* _Description of the task_: For the string "GenerationBackend", report how many lines in the records below contain it, and nothing more.

* _Entries shown_:
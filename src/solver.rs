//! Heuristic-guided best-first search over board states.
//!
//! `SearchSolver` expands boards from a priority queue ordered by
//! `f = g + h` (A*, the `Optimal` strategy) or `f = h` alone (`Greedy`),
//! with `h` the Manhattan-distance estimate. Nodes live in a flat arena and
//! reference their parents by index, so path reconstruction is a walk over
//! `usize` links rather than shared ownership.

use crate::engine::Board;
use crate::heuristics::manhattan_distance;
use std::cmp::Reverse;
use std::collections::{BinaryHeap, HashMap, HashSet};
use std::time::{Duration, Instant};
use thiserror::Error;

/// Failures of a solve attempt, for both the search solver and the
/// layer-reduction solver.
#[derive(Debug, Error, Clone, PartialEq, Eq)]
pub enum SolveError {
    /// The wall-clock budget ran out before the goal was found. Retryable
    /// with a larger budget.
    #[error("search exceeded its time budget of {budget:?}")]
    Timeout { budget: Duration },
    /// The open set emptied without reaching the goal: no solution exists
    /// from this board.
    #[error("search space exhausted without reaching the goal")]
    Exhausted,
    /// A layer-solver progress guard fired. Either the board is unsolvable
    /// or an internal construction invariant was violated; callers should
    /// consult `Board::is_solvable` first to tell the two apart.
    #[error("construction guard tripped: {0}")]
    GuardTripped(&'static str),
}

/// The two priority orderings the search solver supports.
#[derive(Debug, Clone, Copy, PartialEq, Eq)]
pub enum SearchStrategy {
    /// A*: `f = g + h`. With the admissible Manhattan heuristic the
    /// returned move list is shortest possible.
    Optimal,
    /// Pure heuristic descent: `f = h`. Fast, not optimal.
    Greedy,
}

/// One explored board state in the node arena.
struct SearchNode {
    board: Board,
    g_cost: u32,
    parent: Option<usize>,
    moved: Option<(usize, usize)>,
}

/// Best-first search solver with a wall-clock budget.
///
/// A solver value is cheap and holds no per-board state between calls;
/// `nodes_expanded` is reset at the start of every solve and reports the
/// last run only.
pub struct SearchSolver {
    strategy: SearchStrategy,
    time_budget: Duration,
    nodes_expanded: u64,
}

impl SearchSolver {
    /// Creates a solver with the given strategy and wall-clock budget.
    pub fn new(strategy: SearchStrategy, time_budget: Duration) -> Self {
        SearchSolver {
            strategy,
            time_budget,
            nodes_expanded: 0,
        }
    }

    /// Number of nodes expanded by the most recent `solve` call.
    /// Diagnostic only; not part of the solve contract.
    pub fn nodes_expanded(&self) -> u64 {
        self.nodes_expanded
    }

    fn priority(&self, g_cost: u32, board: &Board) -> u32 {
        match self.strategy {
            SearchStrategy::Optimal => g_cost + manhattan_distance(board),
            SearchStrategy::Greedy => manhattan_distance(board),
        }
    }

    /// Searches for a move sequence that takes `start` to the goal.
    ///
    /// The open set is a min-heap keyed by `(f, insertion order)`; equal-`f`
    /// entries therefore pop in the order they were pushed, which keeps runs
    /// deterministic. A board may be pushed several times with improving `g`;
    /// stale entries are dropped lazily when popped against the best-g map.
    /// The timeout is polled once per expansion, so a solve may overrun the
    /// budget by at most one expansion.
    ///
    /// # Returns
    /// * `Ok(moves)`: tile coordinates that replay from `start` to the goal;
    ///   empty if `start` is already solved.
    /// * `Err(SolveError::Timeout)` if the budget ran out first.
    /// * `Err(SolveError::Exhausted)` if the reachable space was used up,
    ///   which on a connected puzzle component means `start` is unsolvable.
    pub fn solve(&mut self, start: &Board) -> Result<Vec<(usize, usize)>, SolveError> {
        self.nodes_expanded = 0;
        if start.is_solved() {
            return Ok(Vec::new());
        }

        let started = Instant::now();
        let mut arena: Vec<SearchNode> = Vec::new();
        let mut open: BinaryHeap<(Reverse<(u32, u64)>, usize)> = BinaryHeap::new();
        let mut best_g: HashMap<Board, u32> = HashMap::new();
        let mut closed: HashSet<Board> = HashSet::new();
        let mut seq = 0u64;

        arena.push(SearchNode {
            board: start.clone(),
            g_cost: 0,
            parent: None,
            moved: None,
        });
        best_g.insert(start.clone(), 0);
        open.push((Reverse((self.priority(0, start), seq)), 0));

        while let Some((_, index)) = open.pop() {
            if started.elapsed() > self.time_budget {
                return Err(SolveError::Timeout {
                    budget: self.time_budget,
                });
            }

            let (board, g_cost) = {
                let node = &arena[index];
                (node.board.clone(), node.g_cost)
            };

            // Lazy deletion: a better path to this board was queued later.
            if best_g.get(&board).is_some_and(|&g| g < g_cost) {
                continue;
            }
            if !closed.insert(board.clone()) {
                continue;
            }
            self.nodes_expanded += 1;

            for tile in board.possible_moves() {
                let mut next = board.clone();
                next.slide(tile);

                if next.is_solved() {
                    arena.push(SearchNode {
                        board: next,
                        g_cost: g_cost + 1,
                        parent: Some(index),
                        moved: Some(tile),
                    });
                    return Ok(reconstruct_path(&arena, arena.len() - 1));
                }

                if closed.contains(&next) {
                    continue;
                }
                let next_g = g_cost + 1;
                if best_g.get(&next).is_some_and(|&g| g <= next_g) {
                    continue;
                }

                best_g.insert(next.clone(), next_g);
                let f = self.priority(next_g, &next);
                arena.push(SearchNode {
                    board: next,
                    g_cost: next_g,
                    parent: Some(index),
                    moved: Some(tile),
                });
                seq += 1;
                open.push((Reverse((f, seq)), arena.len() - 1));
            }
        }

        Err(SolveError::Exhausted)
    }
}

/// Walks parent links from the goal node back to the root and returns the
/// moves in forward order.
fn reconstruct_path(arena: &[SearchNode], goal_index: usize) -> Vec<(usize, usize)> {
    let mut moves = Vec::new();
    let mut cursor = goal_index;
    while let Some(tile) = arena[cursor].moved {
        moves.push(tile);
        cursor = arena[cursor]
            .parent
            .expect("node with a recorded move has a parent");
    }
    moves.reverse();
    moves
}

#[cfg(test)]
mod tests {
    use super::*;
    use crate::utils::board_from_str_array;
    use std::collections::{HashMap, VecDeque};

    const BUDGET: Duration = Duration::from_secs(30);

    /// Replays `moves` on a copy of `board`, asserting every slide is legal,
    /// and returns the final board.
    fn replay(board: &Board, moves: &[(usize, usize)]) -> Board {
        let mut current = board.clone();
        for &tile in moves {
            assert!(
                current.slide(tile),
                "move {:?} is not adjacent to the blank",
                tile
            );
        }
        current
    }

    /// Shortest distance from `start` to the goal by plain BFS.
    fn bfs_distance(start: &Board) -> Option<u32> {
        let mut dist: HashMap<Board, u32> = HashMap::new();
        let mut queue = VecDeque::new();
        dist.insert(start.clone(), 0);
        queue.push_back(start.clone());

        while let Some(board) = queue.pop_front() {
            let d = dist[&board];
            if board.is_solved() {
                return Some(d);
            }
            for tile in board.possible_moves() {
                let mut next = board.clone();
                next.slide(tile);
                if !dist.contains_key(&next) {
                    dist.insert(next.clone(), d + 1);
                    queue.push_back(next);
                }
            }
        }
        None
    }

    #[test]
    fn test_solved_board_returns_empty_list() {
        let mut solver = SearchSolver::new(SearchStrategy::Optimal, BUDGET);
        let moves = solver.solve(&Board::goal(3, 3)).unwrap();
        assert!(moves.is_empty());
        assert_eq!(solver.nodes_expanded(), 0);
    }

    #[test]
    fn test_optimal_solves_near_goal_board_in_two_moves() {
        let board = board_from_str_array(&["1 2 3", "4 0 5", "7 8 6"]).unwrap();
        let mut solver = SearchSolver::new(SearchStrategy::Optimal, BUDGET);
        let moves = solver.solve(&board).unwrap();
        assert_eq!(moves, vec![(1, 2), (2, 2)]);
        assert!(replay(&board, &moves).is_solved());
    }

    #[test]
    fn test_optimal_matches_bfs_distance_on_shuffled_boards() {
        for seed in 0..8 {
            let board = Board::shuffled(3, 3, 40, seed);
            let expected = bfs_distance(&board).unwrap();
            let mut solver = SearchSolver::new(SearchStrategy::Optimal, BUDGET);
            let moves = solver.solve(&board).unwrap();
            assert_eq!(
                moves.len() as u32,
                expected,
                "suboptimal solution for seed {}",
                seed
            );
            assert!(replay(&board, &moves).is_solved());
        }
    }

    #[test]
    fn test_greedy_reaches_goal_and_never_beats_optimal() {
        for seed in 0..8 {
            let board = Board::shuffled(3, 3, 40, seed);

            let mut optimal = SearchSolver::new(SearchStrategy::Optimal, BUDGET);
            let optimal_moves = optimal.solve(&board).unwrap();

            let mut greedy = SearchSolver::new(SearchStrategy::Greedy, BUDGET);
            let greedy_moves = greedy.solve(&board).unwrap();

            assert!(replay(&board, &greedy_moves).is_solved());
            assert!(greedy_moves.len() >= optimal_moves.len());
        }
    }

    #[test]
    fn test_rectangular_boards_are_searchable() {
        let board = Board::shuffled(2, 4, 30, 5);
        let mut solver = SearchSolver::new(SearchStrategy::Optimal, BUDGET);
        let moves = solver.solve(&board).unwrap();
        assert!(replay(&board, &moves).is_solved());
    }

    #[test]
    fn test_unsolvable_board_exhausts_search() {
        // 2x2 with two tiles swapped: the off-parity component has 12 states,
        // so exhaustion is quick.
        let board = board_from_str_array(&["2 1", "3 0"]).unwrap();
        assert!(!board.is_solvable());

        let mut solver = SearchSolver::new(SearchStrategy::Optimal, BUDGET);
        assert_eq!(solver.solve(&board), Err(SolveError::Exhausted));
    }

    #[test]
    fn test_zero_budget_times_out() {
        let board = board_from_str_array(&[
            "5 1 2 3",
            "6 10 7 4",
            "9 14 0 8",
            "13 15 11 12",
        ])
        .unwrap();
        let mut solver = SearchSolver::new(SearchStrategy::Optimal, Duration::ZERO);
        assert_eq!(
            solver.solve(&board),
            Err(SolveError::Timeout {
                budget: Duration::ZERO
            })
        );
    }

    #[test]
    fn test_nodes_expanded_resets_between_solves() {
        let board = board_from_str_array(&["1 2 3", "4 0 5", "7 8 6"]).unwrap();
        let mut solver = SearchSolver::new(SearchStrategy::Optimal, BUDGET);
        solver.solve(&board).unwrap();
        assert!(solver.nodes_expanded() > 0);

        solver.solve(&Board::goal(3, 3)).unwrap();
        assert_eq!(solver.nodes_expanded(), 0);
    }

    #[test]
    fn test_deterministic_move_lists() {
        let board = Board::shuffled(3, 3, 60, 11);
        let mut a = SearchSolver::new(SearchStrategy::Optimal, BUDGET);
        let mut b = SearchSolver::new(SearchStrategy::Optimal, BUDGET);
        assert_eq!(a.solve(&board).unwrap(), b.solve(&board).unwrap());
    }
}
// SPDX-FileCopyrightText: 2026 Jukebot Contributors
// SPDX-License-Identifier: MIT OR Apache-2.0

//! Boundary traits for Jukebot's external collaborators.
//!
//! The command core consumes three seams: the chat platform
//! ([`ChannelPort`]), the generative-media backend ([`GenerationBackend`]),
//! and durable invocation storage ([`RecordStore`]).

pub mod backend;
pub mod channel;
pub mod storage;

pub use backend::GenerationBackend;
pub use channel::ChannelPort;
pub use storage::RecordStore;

---

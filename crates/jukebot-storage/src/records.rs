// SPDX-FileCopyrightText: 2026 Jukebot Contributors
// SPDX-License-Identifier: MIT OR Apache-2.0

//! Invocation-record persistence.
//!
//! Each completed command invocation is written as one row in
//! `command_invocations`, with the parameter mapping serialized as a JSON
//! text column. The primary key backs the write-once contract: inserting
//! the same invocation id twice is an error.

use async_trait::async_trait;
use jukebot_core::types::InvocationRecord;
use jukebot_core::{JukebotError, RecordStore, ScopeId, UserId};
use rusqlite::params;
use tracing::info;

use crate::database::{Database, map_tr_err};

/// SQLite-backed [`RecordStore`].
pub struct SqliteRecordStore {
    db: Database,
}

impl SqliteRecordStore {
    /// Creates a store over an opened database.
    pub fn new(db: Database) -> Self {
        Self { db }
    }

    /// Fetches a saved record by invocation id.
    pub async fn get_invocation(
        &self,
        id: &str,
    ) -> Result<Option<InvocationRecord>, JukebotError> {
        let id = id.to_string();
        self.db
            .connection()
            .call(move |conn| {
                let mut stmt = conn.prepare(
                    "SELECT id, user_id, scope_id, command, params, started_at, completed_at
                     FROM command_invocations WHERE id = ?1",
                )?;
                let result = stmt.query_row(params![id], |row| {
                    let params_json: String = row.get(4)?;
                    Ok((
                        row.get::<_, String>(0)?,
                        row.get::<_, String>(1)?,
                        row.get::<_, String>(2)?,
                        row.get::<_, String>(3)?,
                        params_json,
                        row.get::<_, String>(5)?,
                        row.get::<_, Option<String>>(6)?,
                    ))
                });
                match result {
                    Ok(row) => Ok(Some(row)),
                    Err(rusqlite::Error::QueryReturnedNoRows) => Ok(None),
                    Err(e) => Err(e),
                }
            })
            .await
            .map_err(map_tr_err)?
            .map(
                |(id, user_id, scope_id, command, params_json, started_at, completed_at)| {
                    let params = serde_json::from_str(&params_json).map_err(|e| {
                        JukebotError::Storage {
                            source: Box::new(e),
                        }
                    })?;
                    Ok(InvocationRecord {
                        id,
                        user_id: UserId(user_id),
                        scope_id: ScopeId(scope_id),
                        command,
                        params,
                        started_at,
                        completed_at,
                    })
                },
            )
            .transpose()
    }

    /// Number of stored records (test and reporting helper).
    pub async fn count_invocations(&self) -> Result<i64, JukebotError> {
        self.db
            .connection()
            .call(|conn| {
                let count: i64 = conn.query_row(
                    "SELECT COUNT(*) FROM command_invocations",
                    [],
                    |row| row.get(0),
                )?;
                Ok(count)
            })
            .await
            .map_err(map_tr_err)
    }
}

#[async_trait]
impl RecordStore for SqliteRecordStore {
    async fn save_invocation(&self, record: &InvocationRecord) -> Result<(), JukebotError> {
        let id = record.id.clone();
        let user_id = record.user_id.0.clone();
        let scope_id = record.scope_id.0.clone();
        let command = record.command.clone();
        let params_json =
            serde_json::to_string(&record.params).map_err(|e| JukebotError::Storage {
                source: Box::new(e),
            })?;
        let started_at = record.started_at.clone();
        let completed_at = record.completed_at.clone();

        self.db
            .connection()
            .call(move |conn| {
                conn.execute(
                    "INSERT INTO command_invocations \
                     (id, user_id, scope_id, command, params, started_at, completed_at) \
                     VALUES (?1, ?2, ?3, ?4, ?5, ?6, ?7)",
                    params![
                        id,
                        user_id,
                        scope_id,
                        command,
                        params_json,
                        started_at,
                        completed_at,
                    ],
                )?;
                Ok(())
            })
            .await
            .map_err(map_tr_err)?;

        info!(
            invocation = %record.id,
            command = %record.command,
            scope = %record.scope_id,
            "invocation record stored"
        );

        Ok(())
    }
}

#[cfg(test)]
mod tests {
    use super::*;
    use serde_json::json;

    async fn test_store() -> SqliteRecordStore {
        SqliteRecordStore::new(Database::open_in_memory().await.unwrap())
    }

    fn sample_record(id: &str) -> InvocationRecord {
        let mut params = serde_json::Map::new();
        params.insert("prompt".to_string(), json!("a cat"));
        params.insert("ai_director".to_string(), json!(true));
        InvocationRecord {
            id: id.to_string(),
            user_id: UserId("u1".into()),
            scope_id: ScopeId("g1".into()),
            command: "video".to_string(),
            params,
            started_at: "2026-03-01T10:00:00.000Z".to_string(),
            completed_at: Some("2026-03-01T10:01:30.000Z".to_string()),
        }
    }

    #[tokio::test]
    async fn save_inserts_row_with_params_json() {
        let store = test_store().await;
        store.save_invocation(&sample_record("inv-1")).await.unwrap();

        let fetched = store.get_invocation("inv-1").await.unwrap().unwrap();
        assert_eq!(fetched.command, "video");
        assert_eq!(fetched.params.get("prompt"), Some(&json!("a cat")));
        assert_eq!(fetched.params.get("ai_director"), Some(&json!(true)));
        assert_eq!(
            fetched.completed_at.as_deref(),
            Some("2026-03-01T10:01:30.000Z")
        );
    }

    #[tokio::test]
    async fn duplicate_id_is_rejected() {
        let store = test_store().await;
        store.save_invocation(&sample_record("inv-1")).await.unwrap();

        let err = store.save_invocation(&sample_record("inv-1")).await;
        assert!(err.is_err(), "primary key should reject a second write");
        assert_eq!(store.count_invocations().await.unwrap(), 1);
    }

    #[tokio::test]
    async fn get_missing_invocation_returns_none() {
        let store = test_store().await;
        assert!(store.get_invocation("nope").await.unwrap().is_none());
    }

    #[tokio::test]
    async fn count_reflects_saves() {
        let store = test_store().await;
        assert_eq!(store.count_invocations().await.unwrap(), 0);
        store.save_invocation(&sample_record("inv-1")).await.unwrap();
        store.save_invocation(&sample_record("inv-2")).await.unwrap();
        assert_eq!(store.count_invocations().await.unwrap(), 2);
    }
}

* _Response below_: 2